I was much amused by Bethell's closing zing at George Will's assertion that Intelligent Design was not falsifiable.
This is true; but he should have added that Darwin's theory of evolution by natural selection is not falsifiable either. Darwin's claim to fame was his discovery of a mechanism of evolution; he accepted "survival of the fittest" as a good summary of his natural-selection theory. But which ones are the fittest? The ones that survive. There is no criterion of fitness that is independent of survival. Whatever happens, it is the "fittest" that survive — by definition.
But Bethell is only complaining about the phrase "survival of the fittest," not about the actual mechanism of natural selection. Natural selection is simply a generalization from the type of observation that Bethell granted at the beginning of his piece with antibiotic resistance in a bacterial population. Natural selection could be falsified if there were no heritable morphological variations (such as long versus short fur) that can affect an individual's likelyhood of surviving to reproduction in a given environment (such as in Northern Alaska.)

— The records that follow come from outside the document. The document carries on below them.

//! Isolation and queue-flavor types shared across the node and queue modules

use std::fmt::Display;
use std::str::FromStr;

/// How a node's worker is scheduled.
#[derive(Debug, Clone, Copy, PartialEq, Eq, Default)]
pub enum Isolation {
	/// A lightweight concurrent task sharing this process's address space
	#[default]
	Task,

	/// An isolated OS-level process
	Process,
}

impl FromStr for Isolation {
	type Err = String;

	fn from_str(s: &str) -> Result<Self, Self::Err> {
		match s.to_ascii_lowercase().as_str() {
			"thread" | "task" => Ok(Self::Task),
			"process" => Ok(Self::Process),
			other => Err(format!("unknown node type `{other}`, expected `thread` or `process`")),
		}
	}
}

impl Display for Isolation {
	fn fmt(&self, f: &mut std::fmt::Formatter<'_>) -> std::fmt::Result {
		match self {
			Self::Task => write!(f, "thread"),
			Self::Process => write!(f, "process"),
		}
	}
}

/// The transport a queue uses. Chosen by the builder, never by the node.
#[derive(Debug, Clone, Copy, PartialEq, Eq)]
pub enum QueueFlavor {
	/// A concurrent-task-safe FIFO living in this process's address space
	Intra,

	/// A FIFO that crosses a process boundary
	Inter,
}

In conclusion, Bethell provides us with an example of a conservative "talking nonsense" as Augustine put it. He is either arguing that the vast majority of scientists are involved in a conspiracy to lie to the public; or he is missing the point of the argument about what to require in a secondary school science curriculum by arguing against the science of evolution (and without doing his homework.) Reasonable people should not believe that scientists are involved in a world-wide conspiracy to deceive the public. And reasonable people should recognize that the required material for an introductory science course should be the current scientific consensus.